Getting Ready for the U.S.-UK Trade Negotiations

Originally published by Cato Institute.

The UK government just released its trade negotiating objectives for talks with the United States. You can read them here (starts on p. 9), and the corresponding U.S. objectives, released in February 2019, are here.

These documents are interesting and informative, but I caution everyone not to take them too seriously or literally. The UK and EU have recently put out negotiating mandates for their own talks, and politicians and the media have been caught up in op‐​ed and Twitter wars about how each side is behaving unfairly and meanly. I don’t think this is very productive. Releasing these negotiating documents can be useful for transparency, but experience tells us that they are not as definitive as some people are treating them.

For example, the U.S. negotiating objectives in the NAFTA renegotiation said: “Eliminate the Chapter 19 dispute settlement mechanism.” And yet that mechanism remained unchanged in the renegotiated NAFTA (the USMCA), because negotiating is about making compromises.

The U.S.-UK talks are likely to start soon (and the two sides have been talking informally for a while), but progress may be slow. One problem is that the UK’s new relationship with the EU will be an important consideration for U.S. businesses looking to sell in the UK, and the contours of that relationship may not be known until the end of the year (or even later).
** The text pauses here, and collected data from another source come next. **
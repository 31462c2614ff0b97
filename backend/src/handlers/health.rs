//! Health check handlers

use axum::{extract::State, Json};
use serde::Serialize;

use crate::AppState;

#[derive(Serialize)]
pub struct HealthResponse {
    pub status: String,
    pub version: String,
    pub store: String,
    pub store_backend: String,
}

/// Health check endpoint handler
pub async fn health_check(State(state): State<AppState>) -> Json<HealthResponse> {
    let store_status = match state.store.ping().await {
        Ok(()) => "connected".to_string(),
        Err(e) => {
            tracing::warn!(error = %e, "ledger store probe failed");
            "disconnected".to_string()
        }
    };

    Json(HealthResponse {
        status: "healthy".to_string(),
        version: env!("CARGO_PKG_VERSION").to_string(),
        store: store_status,
        store_backend: state.store.backend_name().to_string(),
    })
}
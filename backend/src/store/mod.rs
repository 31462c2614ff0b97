//! Ledger store abstraction
//!
//! The store persists harvest batches and distributions as versioned
//! documents. Reads are plain point lookups and scans; every write goes
//! through [`LedgerStore::commit`], which applies a [`ChangeSet`] atomically
//! once all of its preconditions hold. Multi-record operations are built on
//! top of that with [`Transaction`] and [`run_atomic`].

use std::fmt;

use async_trait::async_trait;
use shared::{BatchStatus, Crop, Distribution, DistributionMode, HarvestBatch};
use uuid::Uuid;

pub mod error;
pub mod memory;
pub mod postgres;
pub mod transaction;

pub use error::{StoreError, StoreResult};
pub use memory::InMemoryLedgerStore;
pub use postgres::PgLedgerStore;
pub use transaction::{run_atomic, Transaction, TransactionConfig};

/// Identity of a stored document
#[derive(Debug, Clone, Copy, PartialEq, Eq, Hash, PartialOrd, Ord)]
pub enum RecordKey {
    Batch(Uuid),
    Distribution(Uuid),
}

impl fmt::Display for RecordKey {
    fn fmt(&self, f: &mut fmt::Formatter<'_>) -> fmt::Result {
        match self {
            RecordKey::Batch(id) => write!(f, "harvest batch {}", id),
            RecordKey::Distribution(id) => write!(f, "distribution {}", id),
        }
    }
}

/// A record together with the version it was read at
#[derive(Debug, Clone, PartialEq)]
pub struct Versioned<T> {
    pub record: T,
    pub version: u64,
}

/// Condition that must hold at commit time
#[derive(Debug, Clone, PartialEq, Eq)]
pub enum Precondition {
    /// The record still exists at exactly this version
    Version(RecordKey, u64),
    /// The record does not exist
    Absent(RecordKey),
}

impl Precondition {
    pub fn key(&self) -> RecordKey {
        match self {
            Precondition::Version(key, _) | Precondition::Absent(key) => *key,
        }
    }
}

#[derive(Debug, Clone, PartialEq)]
pub enum Mutation {
    PutBatch(HarvestBatch),
    DeleteBatch(Uuid),
    PutDistribution(Distribution),
    DeleteDistribution(Uuid),
}

impl Mutation {
    pub fn key(&self) -> RecordKey {
        match self {
            Mutation::PutBatch(batch) => RecordKey::Batch(batch.id),
            Mutation::DeleteBatch(id) => RecordKey::Batch(*id),
            Mutation::PutDistribution(distribution) => RecordKey::Distribution(distribution.id),
            Mutation::DeleteDistribution(id) => RecordKey::Distribution(*id),
        }
    }
}

/// Preconditions plus the writes to apply if they all hold
#[derive(Debug, Clone, Default, PartialEq)]
pub struct ChangeSet {
    pub preconditions: Vec<Precondition>,
    pub mutations: Vec<Mutation>,
}

impl ChangeSet {
    pub fn new() -> Self {
        Self::default()
    }

    pub fn require(mut self, precondition: Precondition) -> Self {
        self.preconditions.push(precondition);
        self
    }

    pub fn with(mut self, mutation: Mutation) -> Self {
        self.mutations.push(mutation);
        self
    }

    pub fn is_empty(&self) -> bool {
        self.mutations.is_empty()
    }
}

#[derive(Debug, Clone, Default)]
pub struct BatchFilter {
    pub crop: Option<Crop>,
    pub status: Option<BatchStatus>,
}

impl BatchFilter {
    pub fn matches(&self, batch: &HarvestBatch) -> bool {
        self.crop.map_or(true, |crop| batch.crop == crop)
            && self.status.map_or(true, |status| batch.status == status)
    }
}

#[derive(Debug, Clone, Default)]
pub struct DistributionFilter {
    pub seed_batch_id: Option<String>,
    pub mode: Option<DistributionMode>,
}

impl DistributionFilter {
    pub fn matches(&self, distribution: &Distribution) -> bool {
        self.seed_batch_id
            .as_deref()
            .map_or(true, |id| distribution.seed_batch_id == id)
            && self.mode.map_or(true, |mode| distribution.mode() == mode)
    }
}

/// Storage backend for the ledger.
///
/// Listing methods return batches newest first by creation time and
/// distributions newest first by date, undated ones last.
#[async_trait]
pub trait LedgerStore: Send + Sync {
    async fn get_batch_by_id(&self, id: Uuid) -> StoreResult<Option<Versioned<HarvestBatch>>>;

    /// Lookup by business key. Every join from a distribution to its batch
    /// goes through here.
    async fn get_batch_by_seed_batch_id(
        &self,
        seed_batch_id: &str,
    ) -> StoreResult<Option<Versioned<HarvestBatch>>>;

    async fn get_distribution_by_id(&self, id: Uuid)
        -> StoreResult<Option<Versioned<Distribution>>>;

    async fn list_batches(&self, filter: &BatchFilter) -> StoreResult<Vec<HarvestBatch>>;

    async fn list_distributions(&self, filter: &DistributionFilter)
        -> StoreResult<Vec<Distribution>>;

    async fn list_distributions_by_seed_batch_id(
        &self,
        seed_batch_id: &str,
    ) -> StoreResult<Vec<Versioned<Distribution>>>;

    /// Apply `changes` atomically. Fails with [`StoreError::Conflict`] and
    /// applies nothing if any precondition does not hold.
    async fn commit(&self, changes: ChangeSet) -> StoreResult<()>;

    /// Cheap liveness probe
    async fn ping(&self) -> StoreResult<()> {
        Ok(())
    }

    fn backend_name(&self) -> &'static str;
}

/// Newest-first ordering shared by the store implementations
pub(crate) fn sort_batches(batches: &mut [HarvestBatch]) {
    batches.sort_by(|a, b| b.created_at.cmp(&a.created_at));
}

pub(crate) fn sort_distributions(distributions: &mut [Distribution]) {
    distributions.sort_by(|a, b| match (a.date, b.date) {
        (Some(a_date), Some(b_date)) => b_date.cmp(&a_date).then(b.created_at.cmp(&a.created_at)),
        (Some(_), None) => std::cmp::Ordering::Less,
        (None, Some(_)) => std::cmp::Ordering::Greater,
        (None, None) => b.created_at.cmp(&a.created_at),
    });
}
Another problem is that we are entering election season here in the U.S. and we may be completely distracted by that soon. Completion of the talks may have to wait until after the 2020 elections (and the success of the talks will be affected by who wins the presidential election and what the makeup of Congress is).

If the Trump administration is looking for smaller trade deals with the UK, it can probably find trade restrictions on particular products to address (end the haggis ban!). But a comprehensive trade agreement could take some time.

Once they get into the talks, here are ten issues to watch (in no particular order, and not an exhaustive list):

– How close will the two sides come to bringing all tariffs on U.S.-UK trade to zero? How many “sensitive” products will they exclude from tariff reduction? For example, U.S. truck tariffs are 25% and UK passenger vehicle tariffs are 10%. It would be nice to see those tariffs removed.

– How restrictive will the “rules of origin” be? Only products that qualify as being of U.S. or UK origin will benefit from reduced tariffs, so the rules that decide product origin are important.

– How much progress will there be on addressing regulatory trade barriers? The aforementioned haggis ban and the famous European restrictions on U.S. (hormone‐​treated) beef and (chlorine‐​washed) chicken will all be up for discussion.

– The U.S. tends to be interested in trading partners’ regulatory process (e.g., does the government do “notice and comment” for draft regulations, as we do in the U.S.). Will the UK be willing to agree to U.S. requests to follow the U.S. model?

– What kind of rules will the U.S. and UK have on intellectual property protection? This is a politically sensitive area where the Trump administration pulled back on some of its early proposals in the NAFTA renegotiation in response to House Democrats’ demands. Provisions related to pharmaceuticals may be particularly sensitive in the U.S.-UK talks because of implications for the NHS.

– Will they try to make it easier for Brits to work in America and Americans to work in the UK through trade in services provisions on movement of natural persons?

– Another important area of services talks will be financial services, where the UK is likely to have some demands. Will the Trump administration be willing to liberalize here?

– Will the U.S. be willing to negotiate on government procurement? The Trump administration seems inclined to push for more Buy America procurement provisions these days and prospects for liberalization here do not seem promising.

– Will the controversial investor‐​state dispute settlement (ISDS) provisions make an appearance? In the USMCA, the Trump administration agreed to phase them out for U.S.-Canada investment, and to scale them back in relation to U.S.-Mexico investment.

– What kind of governance provisions will they settle on? For example, will the Trump administration demand a sunset clause like the one in the USMCA (under which the agreement expires in 16 years unless the parties affirmatively agree to extend it), and how will the UK react?

Simon Lester

​Simon Lester is an associate director of Cato’s Herbert A. Stiefel Center for Trade Policy Studies.